[Start of section]
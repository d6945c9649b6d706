//! Runtime configuration for the Folio core.
//!
//! # Responsibility
//! - Collect tunables (lock wait, paging, analytics windows, log target) in
//!   one value handed to the API facade.
//! - Load overrides from `FOLIO_*` environment variables.
//!
//! # Invariants
//! - Unparsable values are errors, never silently replaced by defaults.
//! - `default_page_size <= max_page_size` and both are non-zero.

use crate::logging::{default_log_level, LoggingConfig};
use std::error::Error;
use std::fmt::{Display, Formatter};
use std::path::PathBuf;
use std::time::Duration;

/// Core configuration with development-friendly defaults.
///
/// | Env Var                           | Default                 |
/// |-----------------------------------|-------------------------|
/// | `FOLIO_DB_PATH`                   | unset (in-memory)       |
/// | `FOLIO_LOG_LEVEL`                 | `debug` / `info`        |
/// | `FOLIO_LOG_DIR`                   | unset (stderr)          |
/// | `FOLIO_LOCK_WAIT_MS`              | `2000`                  |
/// | `FOLIO_BUSY_TIMEOUT_MS`           | `5000`                  |
/// | `FOLIO_DEFAULT_PAGE_SIZE`         | `20`                    |
/// | `FOLIO_MAX_PAGE_SIZE`             | `100`                   |
/// | `FOLIO_RECENT_HISTORY_LIMIT`      | `10`                    |
/// | `FOLIO_ANALYTICS_RECENT_PROJECTS` | `5`                     |
/// | `FOLIO_ANALYTICS_RECENT_HISTORY`  | `10`                    |
/// | `FOLIO_PLACEHOLDER_CONTENT`       | empty string            |
#[derive(Debug, Clone, PartialEq, Eq)]
pub struct CoreConfig {
    pub db_path: Option<PathBuf>,
    pub log_level: String,
    pub log_dir: Option<PathBuf>,
    /// Wait budget for the per-document lock before reporting a conflict.
    pub lock_wait: Duration,
    /// SQLite busy timeout for cross-connection write contention.
    pub busy_timeout: Duration,
    pub default_page_size: u32,
    pub max_page_size: u32,
    pub recent_history_limit: u32,
    pub analytics_recent_projects: u32,
    pub analytics_recent_history: u32,
    /// Content given to a project's document at creation.
    pub placeholder_content: String,
}

impl Default for CoreConfig {
    fn default() -> Self {
        Self {
            db_path: None,
            log_level: default_log_level().to_string(),
            log_dir: None,
            lock_wait: Duration::from_millis(2_000),
            busy_timeout: Duration::from_millis(5_000),
            default_page_size: 20,
            max_page_size: 100,
            recent_history_limit: 10,
            analytics_recent_projects: 5,
            analytics_recent_history: 10,
            placeholder_content: String::new(),
        }
    }
}

#[derive(Debug, Clone, PartialEq, Eq)]
pub enum ConfigError {
    InvalidValue { key: &'static str, value: String },
    Inconsistent(String),
}

impl Display for ConfigError {
    fn fmt(&self, f: &mut Formatter<'_>) -> std::fmt::Result {
        match self {
            Self::InvalidValue { key, value } => {
                write!(f, "invalid value `{value}` for `{key}`")
            }
            Self::Inconsistent(message) => write!(f, "inconsistent configuration: {message}"),
        }
    }
}

impl Error for ConfigError {}

impl CoreConfig {
    /// Loads configuration from process environment variables.
    pub fn from_env() -> Result<Self, ConfigError> {
        Self::from_lookup(|key| std::env::var(key).ok())
    }

    /// Loads configuration through an arbitrary key lookup.
    pub fn from_lookup<F>(lookup: F) -> Result<Self, ConfigError>
    where
        F: Fn(&str) -> Option<String>,
    {
        let defaults = Self::default();
        let non_blank = |key: &str| lookup(key).filter(|value| !value.trim().is_empty());

        let config = Self {
            db_path: non_blank("FOLIO_DB_PATH").map(PathBuf::from),
            log_level: non_blank("FOLIO_LOG_LEVEL").unwrap_or(defaults.log_level),
            log_dir: non_blank("FOLIO_LOG_DIR").map(PathBuf::from),
            lock_wait: parse_millis(&lookup, "FOLIO_LOCK_WAIT_MS")?.unwrap_or(defaults.lock_wait),
            busy_timeout: parse_millis(&lookup, "FOLIO_BUSY_TIMEOUT_MS")?
                .unwrap_or(defaults.busy_timeout),
            default_page_size: parse_positive(&lookup, "FOLIO_DEFAULT_PAGE_SIZE")?
                .unwrap_or(defaults.default_page_size),
            max_page_size: parse_positive(&lookup, "FOLIO_MAX_PAGE_SIZE")?
                .unwrap_or(defaults.max_page_size),
            recent_history_limit: parse_positive(&lookup, "FOLIO_RECENT_HISTORY_LIMIT")?
                .unwrap_or(defaults.recent_history_limit),
            analytics_recent_projects: parse_positive(&lookup, "FOLIO_ANALYTICS_RECENT_PROJECTS")?
                .unwrap_or(defaults.analytics_recent_projects),
            analytics_recent_history: parse_positive(&lookup, "FOLIO_ANALYTICS_RECENT_HISTORY")?
                .unwrap_or(defaults.analytics_recent_history),
            // Raw lookup: an explicitly empty placeholder is meaningful.
            placeholder_content: lookup("FOLIO_PLACEHOLDER_CONTENT")
                .unwrap_or(defaults.placeholder_content),
        };
        config.validate()?;
        Ok(config)
    }

    /// Checks cross-field constraints.
    /// Logging settings carried by this configuration.
    pub fn logging(&self) -> LoggingConfig {
        LoggingConfig::new(self.log_level.clone(), self.log_dir.clone())
    }

    pub fn validate(&self) -> Result<(), ConfigError> {
        if self.default_page_size > self.max_page_size {
            return Err(ConfigError::Inconsistent(format!(
                "default page size {} exceeds max page size {}",
                self.default_page_size, self.max_page_size
            )));
        }
        Ok(())
    }
}

fn parse_positive<F>(lookup: &F, key: &'static str) -> Result<Option<u32>, ConfigError>
where
    F: Fn(&str) -> Option<String>,
{
    let Some(raw) = lookup(key) else {
        return Ok(None);
    };
    match raw.trim().parse::<u32>() {
        Ok(value) if value > 0 => Ok(Some(value)),
        _ => Err(ConfigError::InvalidValue { key, value: raw }),
    }
}

fn parse_millis<F>(lookup: &F, key: &'static str) -> Result<Option<Duration>, ConfigError>
where
    F: Fn(&str) -> Option<String>,
{
    let Some(raw) = lookup(key) else {
        return Ok(None);
    };
    raw.trim()
        .parse::<u64>()
        .map(|millis| Some(Duration::from_millis(millis)))
        .map_err(|_| ConfigError::InvalidValue { key, value: raw })
}
//! Ownership guard shared by every accessor.
//!
//! # Responsibility
//! - Resolve the transitive project owner of an entity
//!   (Project.owner, Document→Project.owner, History→Document→Project.owner).
//! - Reject mismatches with the same `NotFound` used for missing rows.

use crate::error::{CoreError, CoreResult, EntityKind};
use crate::model::document::{DocumentId, HistoryId};
use crate::model::identity::Identity;
use crate::model::project::ProjectId;
use crate::model::user::UserId;
use crate::repo::RepoResult;
use log::debug;

/// Entity whose access is checked against its transitive owner.
#[derive(Debug, Clone, Copy, PartialEq, Eq)]
pub enum OwnedEntity {
    Project(ProjectId),
    Document(DocumentId),
    History(HistoryId),
}

impl OwnedEntity {
    pub fn kind(self) -> EntityKind {
        match self {
            Self::Project(_) => EntityKind::Project,
            Self::Document(_) => EntityKind::Document,
            Self::History(_) => EntityKind::History,
        }
    }

    fn id_text(self) -> String {
        match self {
            Self::Project(id) => id.to_string(),
            Self::Document(id) => id.to_string(),
            Self::History(id) => id.to_string(),
        }
    }
}

/// Resolves the owning user of an entity, `None` when the entity is absent.
pub trait OwnerLookup {
    fn owner_of(&self, entity: OwnedEntity) -> RepoResult<Option<UserId>>;
}

impl<L: OwnerLookup + ?Sized> OwnerLookup for &L {
    fn owner_of(&self, entity: OwnedEntity) -> RepoResult<Option<UserId>> {
        (**self).owner_of(entity)
    }
}

pub struct OwnershipGuard<L: OwnerLookup> {
    lookup: L,
}

impl<L: OwnerLookup> OwnershipGuard<L> {
    pub fn new(lookup: L) -> Self {
        Self { lookup }
    }

    /// Passes only when `identity` owns `entity`.
    ///
    /// # Errors
    /// - `CoreError::NotFound` for both missing entities and foreign owners.
    /// - `CoreError::Internal` when the lookup itself fails.
    pub fn check(&self, identity: &Identity, entity: OwnedEntity) -> CoreResult<()> {
        match self.lookup.owner_of(entity)? {
            Some(owner) if owner == identity.user_id => Ok(()),
            resolved => {
                debug!(
                    "event=ownership_check module=access status=denied entity={} id={} reason={}",
                    entity.kind().as_str(),
                    entity.id_text(),
                    if resolved.is_some() { "foreign_owner" } else { "missing" }
                );
                Err(CoreError::not_found(entity.kind(), entity.id_text()))
            }
        }
    }
}

#[cfg(test)]
mod tests {
    use super::{OwnedEntity, OwnerLookup, OwnershipGuard};
    use crate::error::CoreError;
    use crate::model::identity::Identity;
    use crate::model::user::UserId;
    use crate::repo::RepoResult;
    use uuid::Uuid;

    struct FixedOwner(Option<UserId>);

    impl OwnerLookup for FixedOwner {
        fn owner_of(&self, _entity: OwnedEntity) -> RepoResult<Option<UserId>> {
            Ok(self.0)
        }
    }

    #[test]
    fn owner_passes() {
        let owner = Uuid::new_v4();
        let guard = OwnershipGuard::new(FixedOwner(Some(owner)));
        let identity = Identity::new(owner, "a@example.com");
        assert!(guard
            .check(&identity, OwnedEntity::History(7))
            .is_ok());
    }

    #[test]
    fn foreign_and_missing_look_identical() {
        let identity = Identity::new(Uuid::new_v4(), "a@example.com");
        let project_id = Uuid::new_v4();

        let foreign = OwnershipGuard::new(FixedOwner(Some(Uuid::new_v4())))
            .check(&identity, OwnedEntity::Project(project_id))
            .expect_err("foreign owner");
        let missing = OwnershipGuard::new(FixedOwner(None))
            .check(&identity, OwnedEntity::Project(project_id))
            .expect_err("missing");

        assert_eq!(foreign.to_string(), missing.to_string());
        assert!(matches!(foreign, CoreError::NotFound { .. }));
    }
}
[End of section]
• [The problem]:
Pull each line that includes the word "cross" out of the material above.

• [Task answer]:
    /// SQLite busy timeout for cross-connection write contention.
    /// Checks cross-field constraints.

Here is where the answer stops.